Cue depressing music.
This isn't how it was supposed to happen.
I was supposed to be somewhere by now.
Be someone.
When I was twelve, I told myself that I would have a record deal by my eighteenth birthday.
I haven't picked up a guitar in six months. God knows how long it's been since I've sung sober.
The wind is picking up. It's starting to rain.
Things aren't right. Things aren't fine.
But no one tells me that.
They say it's all natural.
It's all normal.
Dreams die.
Passions fade.
Goals become more realistic.
It's all a part of growing up.
Growing up.
I hate that phrase.
I can't grow up.
You die after you grow up.
It's really storming now. The rain is falling sideways.
The guy with the obnoxious high beams is more stupid than I thought he was. In the midst of a Deluge, he steps on the gas and zips around me. I touch the brakes and let him go.
That's what I wish I could do.
Touch the brakes.
Put Father Time on a leash.
Slow things down just enough so I can savor them for once.
I wish...
I wish I could fly.
I round a corner and my heart stops.
The guy with the high beams is stopped in the middle of the road because the wind knocked over a tree.

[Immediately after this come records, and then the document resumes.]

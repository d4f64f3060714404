//! Tracing setup for the ormkata CLI
//!
//! Usage:
//!   ormkata --debug ...               # Debug logging to console
//!   RUST_LOG=sqlx=warn ormkata ...    # Fine-grained log control
//!
//! sqlx statement logs arrive through the `log` facade at the level set by
//! `log_statements` in the database config.

use anyhow::{anyhow, Result};
use tracing_subscriber::EnvFilter;

/// Tracing configuration options
#[derive(Debug, Clone, Default)]
pub struct TracingConfig {
    /// Enable debug logging (sets RUST_LOG=debug if not already set)
    pub debug: bool,
}

/// Initialize console tracing
pub fn init(config: &TracingConfig) -> Result<()> {
    let filter = if config.debug {
        EnvFilter::try_from_default_env().unwrap_or_else(|_| EnvFilter::new("debug"))
    } else {
        EnvFilter::try_from_default_env().unwrap_or_else(|_| EnvFilter::new("info"))
    };

    tracing_subscriber::fmt()
        .with_env_filter(filter)
        .with_target(config.debug) // Show targets in debug mode
        .with_writer(std::io::stderr)
        .compact()
        .try_init()
        .map_err(|err| anyhow!(err))
}

#[cfg(test)]
mod tests {
    use super::*;

    #[test]
    fn second_init_reports_error() {
        let config = TracingConfig::default();
        let _ = init(&config);
        assert!(init(&config).is_err());
    }
}
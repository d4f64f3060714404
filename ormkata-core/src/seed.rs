//! Demo rows shared by the CLI `seed` command and the integration tests

use sqlx::MySqlPool;

use crate::db::{save_user, transaction, upsert_sample};
use crate::error::DbResult;
use crate::models::{Name, Sample, User};

pub const DEMO_PASSWORD: &str = "rahasia";

/// `1 Golang`, `2 Python`, `3 Java`
pub fn demo_samples() -> Vec<Sample> {
    vec![
        Sample::new("1", "Golang"),
        Sample::new("2", "Python"),
        Sample::new("3", "Java"),
    ]
}

/// User `1` with a full name, `2`..`9` named `User2`..`User9`, and
/// `10`..`12` named `User 10`..`User 12`.
pub fn demo_users() -> Vec<User> {
    let mut users = vec![User::new(
        "1",
        DEMO_PASSWORD,
        Name::full("Aditya", "Jago", "Prasetyo"),
    )];
    users.extend((2..10).map(|i| {
        User::new(i.to_string(), DEMO_PASSWORD, Name::first(format!("User{}", i)))
    }));
    users.extend((10..13).map(|i| {
        User::new(i.to_string(), DEMO_PASSWORD, Name::first(format!("User {}", i)))
    }));
    users
}

/// Upsert every demo row in one transaction. Safe to run repeatedly.
pub async fn seed(pool: &MySqlPool) -> DbResult<(usize, usize)> {
    let samples = demo_samples();
    let users = demo_users();
    let counts = (samples.len(), users.len());

    transaction(pool, move |tx| {
        Box::pin(async move {
            for sample in &samples {
                upsert_sample(&mut **tx, sample).await?;
            }
            for user in &users {
                save_user(&mut **tx, user).await?;
            }
            Ok(())
        })
    })
    .await?;

    tracing::info!(samples = counts.0, users = counts.1, "seeded demo data");
    Ok(counts)
}
//! Repository implementations for database access
//!
//! Each repository borrows the pool; write helpers that must also run inside
//! a transaction are free functions generic over `sqlx::Executor`.

pub mod samples;
pub mod users;

pub use samples::{upsert_sample, SampleRepo};
pub use users::{insert_user, insert_users, save_user, UserRepo};
use std::fmt;

use sqlx::mysql::MySqlArguments;
use sqlx::query::Query;
use sqlx::{MySql, QueryBuilder};

/// A bound parameter value
#[derive(Debug, Clone, PartialEq, Eq)]
pub enum SqlValue {
    Text(String),
    Int(i64),
}

impl SqlValue {
    /// Empty text is the "zero value" that struct conditions skip.
    pub fn is_empty(&self) -> bool {
        matches!(self, Self::Text(s) if s.is_empty())
    }

    pub(crate) fn push_bind(&self, builder: &mut QueryBuilder<'_, MySql>) {
        match self {
            Self::Text(s) => builder.push_bind(s.clone()),
            Self::Int(i) => builder.push_bind(*i),
        };
    }

    pub(crate) fn bind_to<'q>(
        &self,
        query: Query<'q, MySql, MySqlArguments>,
    ) -> Query<'q, MySql, MySqlArguments> {
        match self {
            Self::Text(s) => query.bind(s.clone()),
            Self::Int(i) => query.bind(*i),
        }
    }
}

impl fmt::Display for SqlValue {
    fn fmt(&self, f: &mut fmt::Formatter<'_>) -> fmt::Result {
        match self {
            Self::Text(s) => f.write_str(s),
            Self::Int(i) => write!(f, "{}", i),
        }
    }
}

impl From<&str> for SqlValue {
    fn from(value: &str) -> Self {
        Self::Text(value.to_owned())
    }
}

impl From<String> for SqlValue {
    fn from(value: String) -> Self {
        Self::Text(value)
    }
}

impl From<&String> for SqlValue {
    fn from(value: &String) -> Self {
        Self::Text(value.clone())
    }
}

impl From<i64> for SqlValue {
    fn from(value: i64) -> Self {
        Self::Int(value)
    }
}

impl From<i32> for SqlValue {
    fn from(value: i32) -> Self {
        Self::Int(i64::from(value))
    }
}

impl From<u32> for SqlValue {
    fn from(value: u32) -> Self {
        Self::Int(i64::from(value))
    }
}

I slam on the brakes, but I'm going too fast.
The front end of my truck plows into the back of the convertible.
I blink and I'm through the windshield.
Look at me.
I'm flying.
I land on the wet pavement, skid to a stop in the glow of the high beams.
Blood bubbles through my lips.
Father Time has broken his leash. It won't be long.
I'm sorry.
It's the only thing running through my cracked skull.
I'm sorry.
I want to ring the church bells.
Shout it from the rooftops.
Sing it from the mountains.
I want to tell the world, but I'm all alone on the asphalt.
This isn't how it was supposed to happen.
I can't die. I've never lived.
I can't move at all.
My vision is getting blurry.
Rain washes the blood from the corners of my mouth.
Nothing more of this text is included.